▸ Work instruction
Copy out each line containing "component" from the entries below.

### Supplied information

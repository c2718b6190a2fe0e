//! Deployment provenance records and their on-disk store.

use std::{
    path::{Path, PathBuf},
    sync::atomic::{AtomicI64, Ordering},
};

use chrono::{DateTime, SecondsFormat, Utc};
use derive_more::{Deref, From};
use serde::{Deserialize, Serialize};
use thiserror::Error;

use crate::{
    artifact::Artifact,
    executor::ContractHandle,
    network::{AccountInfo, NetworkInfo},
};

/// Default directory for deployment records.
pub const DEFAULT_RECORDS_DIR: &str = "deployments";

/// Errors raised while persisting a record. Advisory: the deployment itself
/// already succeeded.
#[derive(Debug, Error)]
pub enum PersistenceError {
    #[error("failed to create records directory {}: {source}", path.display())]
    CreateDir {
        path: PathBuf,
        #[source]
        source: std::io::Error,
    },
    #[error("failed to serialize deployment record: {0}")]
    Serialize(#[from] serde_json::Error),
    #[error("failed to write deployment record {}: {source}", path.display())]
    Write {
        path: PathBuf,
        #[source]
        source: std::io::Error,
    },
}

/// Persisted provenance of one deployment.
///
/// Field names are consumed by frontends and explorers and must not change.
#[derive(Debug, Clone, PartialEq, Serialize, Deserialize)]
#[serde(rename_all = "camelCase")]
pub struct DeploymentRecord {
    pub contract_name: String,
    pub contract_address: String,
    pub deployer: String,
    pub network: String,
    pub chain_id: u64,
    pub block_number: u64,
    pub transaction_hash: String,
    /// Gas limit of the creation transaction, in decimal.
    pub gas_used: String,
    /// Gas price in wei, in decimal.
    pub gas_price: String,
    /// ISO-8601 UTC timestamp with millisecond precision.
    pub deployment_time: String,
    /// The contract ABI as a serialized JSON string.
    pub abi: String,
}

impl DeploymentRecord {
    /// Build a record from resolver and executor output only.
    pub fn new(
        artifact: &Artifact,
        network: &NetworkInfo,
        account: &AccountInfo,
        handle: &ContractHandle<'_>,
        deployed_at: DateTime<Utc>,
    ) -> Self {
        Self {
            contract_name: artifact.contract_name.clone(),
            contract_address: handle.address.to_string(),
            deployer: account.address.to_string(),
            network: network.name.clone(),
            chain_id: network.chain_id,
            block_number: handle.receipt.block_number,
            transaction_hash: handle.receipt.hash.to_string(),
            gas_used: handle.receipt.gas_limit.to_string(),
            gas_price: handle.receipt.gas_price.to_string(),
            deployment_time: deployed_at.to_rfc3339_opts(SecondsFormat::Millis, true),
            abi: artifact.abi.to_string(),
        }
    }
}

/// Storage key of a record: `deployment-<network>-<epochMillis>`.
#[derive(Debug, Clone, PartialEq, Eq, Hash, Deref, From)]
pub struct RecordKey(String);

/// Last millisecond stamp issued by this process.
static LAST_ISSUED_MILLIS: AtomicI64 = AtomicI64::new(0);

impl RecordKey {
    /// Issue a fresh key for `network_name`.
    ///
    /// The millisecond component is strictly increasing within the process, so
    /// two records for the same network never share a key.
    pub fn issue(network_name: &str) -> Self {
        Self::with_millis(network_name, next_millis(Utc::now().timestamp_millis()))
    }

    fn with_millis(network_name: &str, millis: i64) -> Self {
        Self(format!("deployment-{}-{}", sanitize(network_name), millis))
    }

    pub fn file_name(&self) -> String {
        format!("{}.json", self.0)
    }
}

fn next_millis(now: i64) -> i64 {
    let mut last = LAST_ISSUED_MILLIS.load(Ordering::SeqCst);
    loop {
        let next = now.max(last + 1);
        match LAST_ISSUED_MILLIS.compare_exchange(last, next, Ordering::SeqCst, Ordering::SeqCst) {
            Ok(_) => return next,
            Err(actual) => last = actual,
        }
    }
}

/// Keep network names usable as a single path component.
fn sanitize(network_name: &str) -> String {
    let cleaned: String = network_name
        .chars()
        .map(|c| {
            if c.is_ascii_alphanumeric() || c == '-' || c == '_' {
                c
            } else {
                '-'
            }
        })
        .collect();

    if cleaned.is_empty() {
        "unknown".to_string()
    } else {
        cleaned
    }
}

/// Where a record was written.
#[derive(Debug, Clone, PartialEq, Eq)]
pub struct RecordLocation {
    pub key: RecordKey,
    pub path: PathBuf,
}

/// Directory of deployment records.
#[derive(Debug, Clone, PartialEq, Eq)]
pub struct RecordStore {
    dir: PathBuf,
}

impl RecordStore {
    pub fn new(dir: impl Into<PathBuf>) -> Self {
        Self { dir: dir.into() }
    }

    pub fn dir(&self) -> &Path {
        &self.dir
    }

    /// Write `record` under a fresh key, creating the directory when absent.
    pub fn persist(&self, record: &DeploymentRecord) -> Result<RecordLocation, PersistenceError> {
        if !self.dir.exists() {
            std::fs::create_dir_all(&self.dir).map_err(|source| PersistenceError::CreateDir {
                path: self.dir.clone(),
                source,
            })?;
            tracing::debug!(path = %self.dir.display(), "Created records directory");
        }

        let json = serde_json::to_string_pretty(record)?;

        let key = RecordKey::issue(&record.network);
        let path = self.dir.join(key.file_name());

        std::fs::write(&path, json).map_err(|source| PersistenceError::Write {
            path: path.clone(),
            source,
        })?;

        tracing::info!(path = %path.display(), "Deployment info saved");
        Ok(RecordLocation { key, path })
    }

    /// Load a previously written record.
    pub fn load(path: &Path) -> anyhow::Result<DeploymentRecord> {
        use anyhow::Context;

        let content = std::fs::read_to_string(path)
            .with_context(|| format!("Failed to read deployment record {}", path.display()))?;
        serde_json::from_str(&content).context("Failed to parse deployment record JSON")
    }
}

######

▸ Result for this task
    /// The millisecond component is strictly increasing within the process, so
/// Keep network names usable as a single path component.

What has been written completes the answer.